Electrolyte gating in redox-active tunneling junctions--an electrochemical STM approach

J Am Chem Soc. 2008 Nov 26;130(47):16045-54. doi: 10.1021/ja8054194.

Abstract

We report on the construction of an asymmetric tunneling junction between a Au STM tip and a Au(111)-(1 x 1) substrate electrode modified with the redox-active molecule N-hexyl-N'-(6-thiohexyl)-4,4'-bipyridinium bromide (HS6V6) in an electrochemical environment. The experiments focused on the reversible one-electron transfer reaction between the viologen dication V(2+) and the radical cation V(+*). Employing the concept of "electrolyte gating" we demonstrate transistor- and diodelike behavior based on in situ scanning tunneling spectroscopy at constant or variable bias voltages. We derived criteria and verified that the experimental data could be represented quantitatively by a model assuming a two-step electron transfer with partial vibrational relaxation. The analysis illustrates that the magnitude of the tunneling enhancement depends on the initial redox state of HS6V6 (V(2+) or V(+*)).

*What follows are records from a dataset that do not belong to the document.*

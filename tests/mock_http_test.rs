//! HTTP mapping of store failures that a real store cannot be made to produce, driven by
//! `MockClient`.

use axum::Router;
use catalog_service::http::{self, DeleteStyle, ResourceState};
use catalog_service::model::{Product, User};
use reqwest::StatusCode;
use resource_store::mock::MockClient;
use resource_store::{IdKind, RecordId, StoreError};
use serde_json::{json, Value};
use tokio::net::TcpListener;

async fn serve(app: Router) -> String {
    let listener = TcpListener::bind("127.0.0.1:0").await.unwrap();
    let addr = listener.local_addr().unwrap();
    tokio::spawn(async move {
        axum::serve(listener, app).await.unwrap();
    });
    format!("http://{addr}")
}

fn phone(id: i64) -> Product {
    Product {
        id: RecordId::Number(id),
        name: "Phone".into(),
        category: "Phones".into(),
        description: String::new(),
        price: 30000.0,
        stock: 1.0,
        rating: 0.0,
    }
}

fn app(products: &MockClient<Product>, users: &MockClient<User>) -> Router {
    http::router(
        ResourceState::new(products.client(), IdKind::Number, DeleteStyle::NoContent),
        ResourceState::new(users.client(), IdKind::Text, DeleteStyle::NoContent),
    )
}

#[tokio::test]
async fn test_internal_failures_become_500() {
    let mut products = MockClient::<Product>::new();
    let users = MockClient::<User>::new();
    products.expect_list().return_err(StoreError::ActorClosed);
    products
        .expect_create()
        .return_err(StoreError::DuplicateId(RecordId::Number(1)));

    let base = serve(app(&products, &users)).await;
    let http = reqwest::Client::new();

    let resp = http.get(format!("{base}/api/products")).send().await.unwrap();
    assert_eq!(resp.status(), StatusCode::INTERNAL_SERVER_ERROR);
    assert_eq!(
        resp.json::<Value>().await.unwrap(),
        json!({ "error": "Internal server error" })
    );

    let resp = http
        .post(format!("{base}/api/products"))
        .json(&json!({ "name": "Phone", "category": "Phones" }))
        .send()
        .await
        .unwrap();
    assert_eq!(resp.status(), StatusCode::INTERNAL_SERVER_ERROR);

    products.verify();
}

#[tokio::test]
async fn test_path_ids_follow_the_store_id_kind() {
    let mut products = MockClient::<Product>::new();
    let mut users = MockClient::<User>::new();

    // integer store: canonical digits become integer keys, anything else stays text
    products.expect_get(RecordId::Number(7)).return_ok(phone(7));
    products
        .expect_get(RecordId::from("007"))
        .return_err(StoreError::NotFound {
            resource: "Product",
            id: RecordId::from("007"),
        });
    // text store: digits are still text
    users
        .expect_delete(RecordId::from("42"))
        .return_ok(User {
            id: RecordId::from("42"),
            name: "Ann".into(),
            age: 31.0,
        });

    let base = serve(app(&products, &users)).await;
    let http = reqwest::Client::new();

    let resp = http.get(format!("{base}/api/products/7")).send().await.unwrap();
    assert_eq!(resp.status(), StatusCode::OK);
    let body: Value = resp.json().await.unwrap();
    assert_eq!(body["id"], json!(7));

    let resp = http.get(format!("{base}/api/products/007")).send().await.unwrap();
    assert_eq!(resp.status(), StatusCode::NOT_FOUND);

    let resp = http.delete(format!("{base}/api/users/42")).send().await.unwrap();
    assert_eq!(resp.status(), StatusCode::NO_CONTENT);

    products.verify();
    users.verify();
}
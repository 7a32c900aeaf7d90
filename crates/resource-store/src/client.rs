//! # Store Client
//!
//! Async handle for talking to a [`StoreActor`](crate::StoreActor).

use crate::entity::{Payload, Resource};
use crate::error::StoreError;
use crate::id::RecordId;
use crate::message::StoreRequest;
use tokio::sync::{mpsc, oneshot};

/// Cloneable sender half of a store actor.
///
/// Every method fails with [`StoreError::ActorClosed`] once the actor has stopped, and with
/// [`StoreError::ActorDropped`] if the actor went away before answering.
pub struct StoreClient<T: Resource> {
    sender: mpsc::Sender<StoreRequest<T>>,
}

impl<T: Resource> Clone for StoreClient<T> {
    fn clone(&self) -> Self {
        Self {
            sender: self.sender.clone(),
        }
    }
}

impl<T: Resource> StoreClient<T> {
    pub fn new(sender: mpsc::Sender<StoreRequest<T>>) -> Self {
        Self { sender }
    }

    async fn request<R>(
        &self,
        build: impl FnOnce(oneshot::Sender<Result<R, StoreError>>) -> StoreRequest<T>,
    ) -> Result<R, StoreError> {
        let (respond_to, response) = oneshot::channel();
        self.sender
            .send(build(respond_to))
            .await
            .map_err(|_| StoreError::ActorClosed)?;
        response.await.map_err(|_| StoreError::ActorDropped)?
    }

    pub async fn list(&self) -> Result<Vec<T>, StoreError> {
        self.request(|respond_to| StoreRequest::List { respond_to })
            .await
    }

    pub async fn get(&self, id: RecordId) -> Result<T, StoreError> {
        self.request(|respond_to| StoreRequest::Get { id, respond_to })
            .await
    }

    pub async fn create(&self, payload: Payload) -> Result<T, StoreError> {
        self.request(|respond_to| StoreRequest::Create {
            payload,
            respond_to,
        })
        .await
    }

    pub async fn update(&self, id: RecordId, payload: Payload) -> Result<T, StoreError> {
        self.request(|respond_to| StoreRequest::Update {
            id,
            payload,
            respond_to,
        })
        .await
    }

    /// Returns the removed record.
    pub async fn delete(&self, id: RecordId) -> Result<T, StoreError> {
        self.request(|respond_to| StoreRequest::Delete { id, respond_to })
            .await
    }
}
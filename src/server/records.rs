use axum::extract::rejection::JsonRejection;
use axum::extract::{Path, Query, State};
use axum::http::{header, HeaderMap, StatusCode};
use axum::response::{IntoResponse, Response};
use axum::routing::{get, put};
use axum::Json;
use serde::Deserialize;
use serde_json::json;
use crate::record::{Record, RecordFields, RecordId};
use crate::server::http_error::{HttpError, IntoHttpError};
use crate::server::AppState;
use crate::tools::export;

pub(super) fn router() -> axum::Router<AppState>
{
	axum::Router::new()
		.route("/records",get(list_records).post(create_record))
		.route("/records/export",get(export_records))
		.route("/records/{id}",put(update_record).delete(delete_record))
}

#[derive(Deserialize)]
pub(super) struct ListParams
{
	page:Option<String>,
	search:Option<String>,
}

impl ListParams
{
	/// anything that isn't a page number from 1 on means the first page
	fn page(&self) -> Option<usize>
	{
		self.page.as_ref().map(|p|p.trim().parse::<usize>().ok().filter(|p|*p>0).unwrap_or(1))
	}
}

async fn list_records(State(state):State<AppState>, Query(params):Query<ListParams>) -> Json<serde_json::Value>
{
	let matching = state.store.search(params.search.as_deref().unwrap_or_default()).await;
	let total_count = matching.len();
	let records:Vec<Record> = match params.page() {
		Some(page) => {
			let size = state.config.page_size;
			matching.into_iter().skip((page-1)*size).take(size).collect()
		}
		None => matching
	};
	tracing::debug!("listing {} of {total_count} records",records.len());
	Json(json!({"records":records,"totalCount":total_count}))
}

async fn create_record(
	State(state):State<AppState>,
	headers:HeaderMap,
	payload:Result<Json<RecordFields>,JsonRejection>
) -> Result<(StatusCode,Json<Record>), HttpError>
{
	let Json(fields) = payload.map_err(|e|HttpError::bad_request(e.body_text(),&headers))?;
	let record = state.store.insert(fields).await;
	Ok((StatusCode::CREATED,Json(record)))
}

async fn update_record(
	State(state):State<AppState>,
	headers:HeaderMap,
	Path(id):Path<RecordId>,
	payload:Result<Json<RecordFields>,JsonRejection>
) -> Result<Json<Record>, HttpError>
{
	let Json(fields) = payload.map_err(|e|HttpError::bad_request(e.body_text(),&headers))?;
	state.store.replace(id,fields).await.map(Json).into_http_error(&headers)
}

async fn delete_record(
	State(state):State<AppState>,
	headers:HeaderMap,
	Path(id):Path<RecordId>
) -> Result<StatusCode, HttpError>
{
	state.store.remove(id).await.into_http_error(&headers)?;
	Ok(StatusCode::NO_CONTENT)
}

async fn export_records(State(state):State<AppState>, headers:HeaderMap) -> Result<Response, HttpError>
{
	let records = state.store.all().await;
	let csv = export::to_csv_bytes(&records).into_http_error(&headers)?;
	let disposition = format!(r#"attachment; filename="{}""#,export::EXPORT_FILENAME);
	Ok((
		StatusCode::OK,
		[
			(header::CONTENT_TYPE, export::EXPORT_MIME.to_string()),
			(header::CONTENT_DISPOSITION, disposition)
		],
		csv
	).into_response())
}
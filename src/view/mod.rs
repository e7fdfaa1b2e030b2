//! The dashboard's view state: the record snapshot plus search, sort, page and selection.
//!
//! [RecordView] is plain state without any I/O, [Dashboard] drives it against a
//! [RecordStore](crate::client::RecordStore).

mod derive;
mod selection;
mod dashboard;

use std::cmp::Ordering;
use std::fmt::{Display, Formatter};
use std::str::FromStr;
use crate::config::ViewConfig;
use crate::record::{Record, RecordField, RecordId};
use crate::tools::{Error, Result};

pub use derive::{derive_view, filter, paginate, sort, total_pages, ViewPage, ViewQuery};
pub use selection::Selection;
pub use dashboard::{Applied, BulkDeleteReport, Dashboard, Mutation};

#[derive(Debug,Clone,Copy,Default,PartialEq,Eq)]
pub enum SortDirection
{
	#[default]
	Ascending,
	Descending
}

impl SortDirection
{
	pub fn flipped(self) -> SortDirection
	{
		match self {
			SortDirection::Ascending => SortDirection::Descending,
			SortDirection::Descending => SortDirection::Ascending
		}
	}
	pub fn apply(self, ordering:Ordering) -> Ordering
	{
		match self {
			SortDirection::Ascending => ordering,
			SortDirection::Descending => ordering.reverse()
		}
	}
}

impl Display for SortDirection
{
	fn fmt(&self, f: &mut Formatter<'_>) -> std::fmt::Result {
		f.write_str(match self {
			SortDirection::Ascending => "asc",
			SortDirection::Descending => "desc"
		})
	}
}

impl FromStr for SortDirection
{
	type Err = Error;

	fn from_str(s: &str) -> Result<Self> {
		match s.trim().to_lowercase().as_str() {
			"asc" | "ascending" => Ok(SortDirection::Ascending),
			"desc" | "descending" => Ok(SortDirection::Descending),
			_ => Err(Error::InvalidQuery(format!("unknown sort direction '{s}'")))
		}
	}
}

#[derive(Debug,Clone)]
pub struct RecordView
{
	records:Vec<Record>,
	search:String,
	sort_field:RecordField,
	sort_direction:SortDirection,
	page:usize,
	page_size:usize,
	selection:Selection,
}

impl RecordView
{
	/// Empty view, newest records (highest id) first.
	pub fn new(config:&ViewConfig) -> RecordView
	{
		RecordView{
			records:Vec::new(),
			search:String::new(),
			sort_field:RecordField::Id,
			sort_direction:SortDirection::Descending,
			page:1,
			page_size:config.page_size.max(1),
			selection:Selection::default(),
		}
	}

	pub fn records(&self) -> &[Record] {&self.records}

	/// swaps in a new snapshot, the old one is dropped as a whole
	pub fn replace_records(&mut self, records:Vec<Record>)
	{
		self.records = records;
	}

	pub fn search(&self) -> &str {&self.search}

	pub fn set_search<T>(&mut self, text:T) where T:Into<String>
	{
		self.search = text.into();
		self.page = 1;
	}

	pub fn sort(&self) -> (RecordField, SortDirection) {(self.sort_field,self.sort_direction)}

	/// same field flips the direction, another field starts ascending
	pub fn toggle_sort(&mut self, field:RecordField)
	{
		if self.sort_field == field {
			self.sort_direction = self.sort_direction.flipped();
		} else {
			self.sort_field = field;
			self.sort_direction = SortDirection::Ascending;
		}
	}

	pub fn set_sort(&mut self, field:RecordField, direction:SortDirection)
	{
		self.sort_field = field;
		self.sort_direction = direction;
	}

	pub fn page_size(&self) -> usize {self.page_size}

	/// the requested page, which may lie beyond the last one
	pub fn requested_page(&self) -> usize {self.page}

	pub fn go_to_page(&mut self, page:usize)
	{
		self.page = page.max(1);
	}

	pub fn next_page(&mut self)
	{
		let (current,has_next) = {
			let page = self.derive();
			(page.page,page.has_next())
		};
		self.page = if has_next {current + 1} else {current};
	}

	pub fn previous_page(&mut self)
	{
		let current = self.derive().page;
		self.page = current.saturating_sub(1).max(1);
	}

	pub fn query(&self) -> ViewQuery<'_>
	{
		ViewQuery{
			search:&self.search,
			sort_field:self.sort_field,
			sort_direction:self.sort_direction,
			page:self.page,
			page_size:self.page_size,
		}
	}

	pub fn derive(&self) -> ViewPage<'_>
	{
		derive_view(&self.records,&self.query())
	}

	pub fn selection(&self) -> &Selection {&self.selection}

	pub fn toggle_selection(&mut self, id:RecordId) -> bool
	{
		self.selection.toggle(id)
	}

	/// selects or deselects exactly the rows of the current page
	pub fn toggle_select_all_visible(&mut self)
	{
		let visible = self.derive().ids();
		self.selection.toggle_all(&visible);
	}

	pub fn clear_selection(&mut self)
	{
		self.selection.clear();
	}

	pub(crate) fn deselect<I>(&mut self, ids:I) where I:IntoIterator<Item=RecordId>
	{
		self.selection.remove_all(ids);
	}
}
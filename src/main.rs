mod cli;

use itertools::Itertools;
use recordesk::config::{self, AppConfig};
use recordesk::record::Record;
use recordesk::server::{self, MemoryStore};
use recordesk::tools::{self, Context};
use recordesk::view::{Applied, SortDirection, ViewPage};
use recordesk::{Dashboard, RecordClient, RecordDraft, RecordField};
use tokio::net::TcpListener;
use cli::Commands;

fn print_page(page:&ViewPage)
{
	println!("{}",RecordField::ALL.iter().map(RecordField::wire_name).join("\t"));
	for record in &page.rows {
		println!("{}",record.cells().join("\t"));
	}
	println!("-- page {} of {} ({} matching)",page.page,page.total_pages,page.total_matches);
}

fn print_saved(action:&str, saved:&Applied<Record>)
{
	let record = &saved.record;
	println!("{action} record {}: {}",record.id,record.cells().join("\t"));
	if let Some(e) = &saved.refresh_error {
		eprintln!("the change was saved, but the record list could not be reloaded: {e}");
	}
}

async fn serve(config:&AppConfig, address:Option<String>, seed:Option<std::path::PathBuf>) -> tools::Result<()>
{
	let store = match seed {
		Some(file) => {
			let ctx = format!("reading seed records from {}",file.to_string_lossy());
			let data = tokio::fs::read(&file).await.context(ctx.as_str())?;
			let records:Vec<Record> = serde_json::from_slice(&data).context(ctx)?;
			MemoryStore::with_records(records)
		}
		None => MemoryStore::new()
	};
	let address = address.unwrap_or_else(||config.server.address.clone());
	let bound = TcpListener::bind(&address).await.context(format!("binding to {address}"))?;
	server::serve(bound,store,config.server.clone()).await
}

async fn run(command:Commands, config:&AppConfig) -> tools::Result<()>
{
	let dashboard = Dashboard::new(RecordClient::new(&config.client)?,&config.view);
	dashboard.refresh().await?;
	match command {
		Commands::List { search, sort, desc, page } => {
			let mut view = dashboard.view_mut();
			view.set_search(search);
			if let Some(field) = sort {
				let dir = if desc {SortDirection::Descending} else {SortDirection::Ascending};
				view.set_sort(field.parse()?,dir);
			}
			view.go_to_page(page);
			print_page(&view.derive());
		}
		Commands::Add { fields } => {
			let mut draft = RecordDraft::default();
			fields.apply_to(&mut draft);
			print_saved("created",&dashboard.save(&draft).await?);
		}
		Commands::Edit { id, fields } => {
			let existing = dashboard.view().records().iter().find(|r|r.id == id).cloned()
				.ok_or(tools::Error::NotFound {id})?;
			let mut draft = RecordDraft::from(&existing);
			fields.apply_to(&mut draft);
			print_saved("updated",&dashboard.save(&draft).await?);
		}
		Commands::Delete { ids } => {
			{
				let mut view = dashboard.view_mut();
				view.clear_selection();
				for id in ids {view.toggle_selection(id);}
			}
			let report = dashboard.bulk_delete().await?;
			for id in &report.deleted {println!("deleted record {id}");}
			for (id,e) in &report.failed {eprintln!("failed to delete record {id}: {e}");}
			if let Some(e) = report.refresh_error {return Err(e);}
			let failed = report.failed.len();
			if let Some((id,e)) = report.failed.into_iter().next() {
				return Err::<(),_>(e).context(format!("{failed} deletes failed, first was record {id}"));
			}
		}
		Commands::Export { file } => {
			let written = dashboard.export_to_path(&file)?;
			println!("exported {written} records to {}",file.to_string_lossy());
		}
		Commands::WriteConfig {..} | Commands::Serve {..} => unreachable!("handled in main"),
	}
	Ok(())
}

#[tokio::main]
async fn main() -> tools::Result<()>
{
	let args = cli::parse();
	let mut config = config::load(args.config)?;
	if let Some(server) = args.server {
		config.client.base_url = server;
	}

	match args.command {
		Commands::WriteConfig { file } => config::write(file)?,
		Commands::Serve { address, seed } => serve(&config,address,seed).await?,
		command => run(command,&config).await?,
	}
	Ok(())
}
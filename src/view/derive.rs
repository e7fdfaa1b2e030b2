use crate::record::{Record, RecordField};
use super::SortDirection;

/// Everything the derived view depends on besides the records themselves.
#[derive(Debug,Clone,Copy)]
pub struct ViewQuery<'a>
{
	pub search:&'a str,
	pub sort_field:RecordField,
	pub sort_direction:SortDirection,
	/// requested page, 1-based, clamped when deriving
	pub page:usize,
	pub page_size:usize,
}

/// What a table renders: one page of the filtered and sorted records.
#[derive(Debug,Clone,PartialEq)]
pub struct ViewPage<'a>
{
	pub rows:Vec<&'a Record>,
	/// the page actually shown, after clamping
	pub page:usize,
	pub total_pages:usize,
	/// records matching the search, over all pages
	pub total_matches:usize,
}

impl ViewPage<'_>
{
	pub fn ids(&self) -> Vec<crate::record::RecordId>
	{
		self.rows.iter().map(|r|r.id).collect()
	}
	pub fn has_next(&self) -> bool {self.page < self.total_pages}
	pub fn has_previous(&self) -> bool {self.page > 1}
}

/// records whose name contains `search`, ignoring case, in their original order
pub fn filter<'a>(records:&'a [Record], search:&str) -> Vec<&'a Record>
{
	if search.is_empty() {
		return records.iter().collect();
	}
	let needle = search.to_lowercase();
	records.iter()
		.filter(|r|r.name.to_lowercase().contains(needle.as_str()))
		.collect()
}

/// Stable sort, so rows with equal keys keep their relative order in both directions.
pub fn sort(rows:&mut Vec<&Record>, field:RecordField, direction:SortDirection)
{
	let mut keyed:Vec<_> = rows.drain(..).map(|r|(field.sort_key(r),r)).collect();
	keyed.sort_by(|(a,_),(b,_)|direction.apply(a.cmp(b)));
	rows.extend(keyed.into_iter().map(|(_,r)|r));
}

pub fn total_pages(matches:usize, page_size:usize) -> usize
{
	matches.div_ceil(page_size.max(1)).max(1)
}

/// clamps `page` into `1..=total_pages` and cuts that page out of `rows`
pub fn paginate<'a>(rows:Vec<&'a Record>, page:usize, page_size:usize) -> ViewPage<'a>
{
	let page_size = page_size.max(1);
	let total_matches = rows.len();
	let total_pages = total_pages(total_matches,page_size);
	let page = page.clamp(1,total_pages);
	let rows = rows.into_iter()
		.skip((page-1)*page_size)
		.take(page_size)
		.collect();
	ViewPage{rows,page,total_pages,total_matches}
}

/// filter, sort and paginate in one go, never touching `records`
pub fn derive_view<'a>(records:&'a [Record], query:&ViewQuery) -> ViewPage<'a>
{
	let mut rows = filter(records,query.search);
	sort(&mut rows,query.sort_field,query.sort_direction);
	paginate(rows,query.page,query.page_size)
}
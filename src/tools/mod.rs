pub mod export;
mod error;

pub use error::{Context, Error, Result, Source};
mod list_reply;

use reqwest::{Client, RequestBuilder, Response};
use tracing;
use crate::config::ClientConfig;
use crate::record::{Record, RecordFields, RecordId};
use crate::tools::{Context, Error, Result};

pub use list_reply::ListReply;

/// The four calls the dashboard needs from wherever the records live.
#[allow(async_fn_in_trait)]
pub trait RecordStore
{
	/// the complete, current set of records
	async fn list(&self) -> Result<Vec<Record>>;
	async fn create(&self, fields:&RecordFields) -> Result<Record>;
	async fn update(&self, id:RecordId, fields:&RecordFields) -> Result<Record>;
	async fn delete(&self, id:RecordId) -> Result<()>;
}

/// Source of the bearer token attached to each request.
pub trait Credentials
{
	fn bearer_token(&self) -> Option<String>;
}

pub struct NoCredentials;
impl Credentials for NoCredentials
{
	fn bearer_token(&self) -> Option<String> {None}
}

pub struct StaticToken(pub String);
impl Credentials for StaticToken
{
	fn bearer_token(&self) -> Option<String> {Some(self.0.clone())}
}

/// reads the token from the named environment variable on every request
pub struct EnvToken(pub String);
impl Credentials for EnvToken
{
	fn bearer_token(&self) -> Option<String> {
		std::env::var(&self.0).ok().filter(|t|!t.is_empty())
	}
}

pub fn credentials_from(config:&ClientConfig) -> Box<dyn Credentials + Send + Sync>
{
	match (&config.token, &config.token_env) {
		(Some(token),_) => Box::new(StaticToken(token.clone())),
		(None,Some(var)) => Box::new(EnvToken(var.clone())),
		(None,None) => Box::new(NoCredentials)
	}
}

/// Typed HTTP client for the `/records` REST surface.
pub struct RecordClient
{
	http:Client,
	records_url:String,
	credentials:Box<dyn Credentials + Send + Sync>,
}

impl RecordClient
{
	pub fn new(config:&ClientConfig) -> Result<RecordClient>
	{
		Self::with_credentials(config,credentials_from(config))
	}

	pub fn with_credentials(config:&ClientConfig, credentials:Box<dyn Credentials + Send + Sync>) -> Result<RecordClient>
	{
		let http = Client::builder()
			.timeout(config.timeout())
			.build()
			.context("building http client")?;
		Ok(RecordClient{
			http,
			records_url:format!("{}/records",config.base_url.trim_end_matches('/')),
			credentials,
		})
	}

	pub fn records_url(&self) -> &str {&self.records_url}

	fn url_for(&self, id:RecordId) -> String
	{
		format!("{}/{id}",self.records_url)
	}

	fn authorize(&self, request:RequestBuilder) -> RequestBuilder
	{
		match self.credentials.bearer_token() {
			Some(token) => request.bearer_auth(token),
			None => request
		}
	}

	/// sends the request and turns any non-2xx answer into [Error::Server]
	async fn send(&self, request:RequestBuilder) -> Result<Response>
	{
		let response = self.authorize(request).send().await?;
		let status = response.status();
		if status.is_success() {
			return Ok(response);
		}
		let body = response.text().await.unwrap_or_default();
		let message = serde_json::from_str::<serde_json::Value>(&body).ok()
			.and_then(|v|v.get("error").and_then(|e|e.as_str()).map(str::to_string))
			.unwrap_or(body);
		Err(Error::Server {status:status.as_u16(),message})
	}

	/// One page of records as the store pages them, optionally filtered by name.
	pub async fn list_page(&self, page:Option<u32>, search:Option<&str>) -> Result<ListReply>
	{
		let mut query:Vec<(&str,String)> = Vec::new();
		if let Some(page) = page {query.push(("page",page.to_string()));}
		if let Some(search) = search {query.push(("search",search.to_string()));}
		tracing::debug!("GET {} {:?}",self.records_url,query);
		let request = self.http.get(&self.records_url).query(&query);
		let response = self.send(request).await.context("listing records")?;
		let body = response.bytes().await.context("reading record list")?;
		ListReply::parse(&body)
	}
}

impl RecordStore for RecordClient
{
	async fn list(&self) -> Result<Vec<Record>>
	{
		self.list_page(None,None).await.map(|reply|reply.records)
	}

	async fn create(&self, fields:&RecordFields) -> Result<Record>
	{
		tracing::debug!("POST {} for {}",self.records_url,fields.name);
		let request = self.http.post(&self.records_url).json(fields);
		let ctx = format!("creating record for {}",fields.name);
		let response = self.send(request).await.context(ctx.as_str())?;
		response.json::<Record>().await.context(ctx)
	}

	async fn update(&self, id:RecordId, fields:&RecordFields) -> Result<Record>
	{
		let url = self.url_for(id);
		tracing::debug!("PUT {url}");
		let ctx = format!("updating record {id}");
		let response = self.send(self.http.put(url).json(fields)).await.context(ctx.as_str())?;
		response.json::<Record>().await.context(ctx)
	}

	async fn delete(&self, id:RecordId) -> Result<()>
	{
		let url = self.url_for(id);
		tracing::debug!("DELETE {url}");
		self.send(self.http.delete(url)).await
			.map(|_|())
			.context(format!("deleting record {id}"))
	}
}
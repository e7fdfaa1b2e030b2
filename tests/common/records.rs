use chrono::NaiveDate;
use recordesk::{Gender, Record, RecordFields, RecordId};

pub fn date(y:i32, m:u32, d:u32) -> NaiveDate
{
	NaiveDate::from_ymd_opt(y, m, d).expect("valid test date")
}

pub fn fields(name:&str, age:u32) -> RecordFields
{
	RecordFields{
		name:name.to_string(),
		birthday:date(2025 - age as i32, 1, 1),
		address:format!("{age} Main Street"),
		age,
		gender:Gender::Unspecified,
		contact_number:format!("555-{age:04}"),
	}
}

pub fn record(id:RecordId, name:&str, age:u32) -> Record
{
	Record::new(id, fields(name, age), date(2025, 1, 1))
}

/// Ann (30), ann marie (25), Bob (40)
pub fn ann_and_bob() -> Vec<Record>
{
	vec![
		record(1, "Ann", 30),
		record(2, "ann marie", 25),
		record(3, "Bob", 40),
	]
}

const NAMES:[&str;8] = ["Ann", "ANNA", "Bob", "bobby", "Carla", "dan", "Eve", "Ann-Marie"];

/// `count` records with random names from a small pool, so there are plenty of ties
pub fn synthesize(count:usize) -> Vec<Record>
{
	(1..=count as RecordId)
		.map(|id| {
			let name = NAMES[rand::random_range(0..NAMES.len())];
			record(id, name, rand::random_range(18..90))
		})
		.collect()
}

Characteristic parameters, such as reorganization energy, potential drop, and overpotential across the tunneling gap were estimated and discussed. We present a clear discrimination between the redox-mediated enhanced and the off-resonance tunneling currents I(enh) respective I(T) and distinguish between electron transfer in symmetric and asymmetric Au | redox-molecule | Au configurations.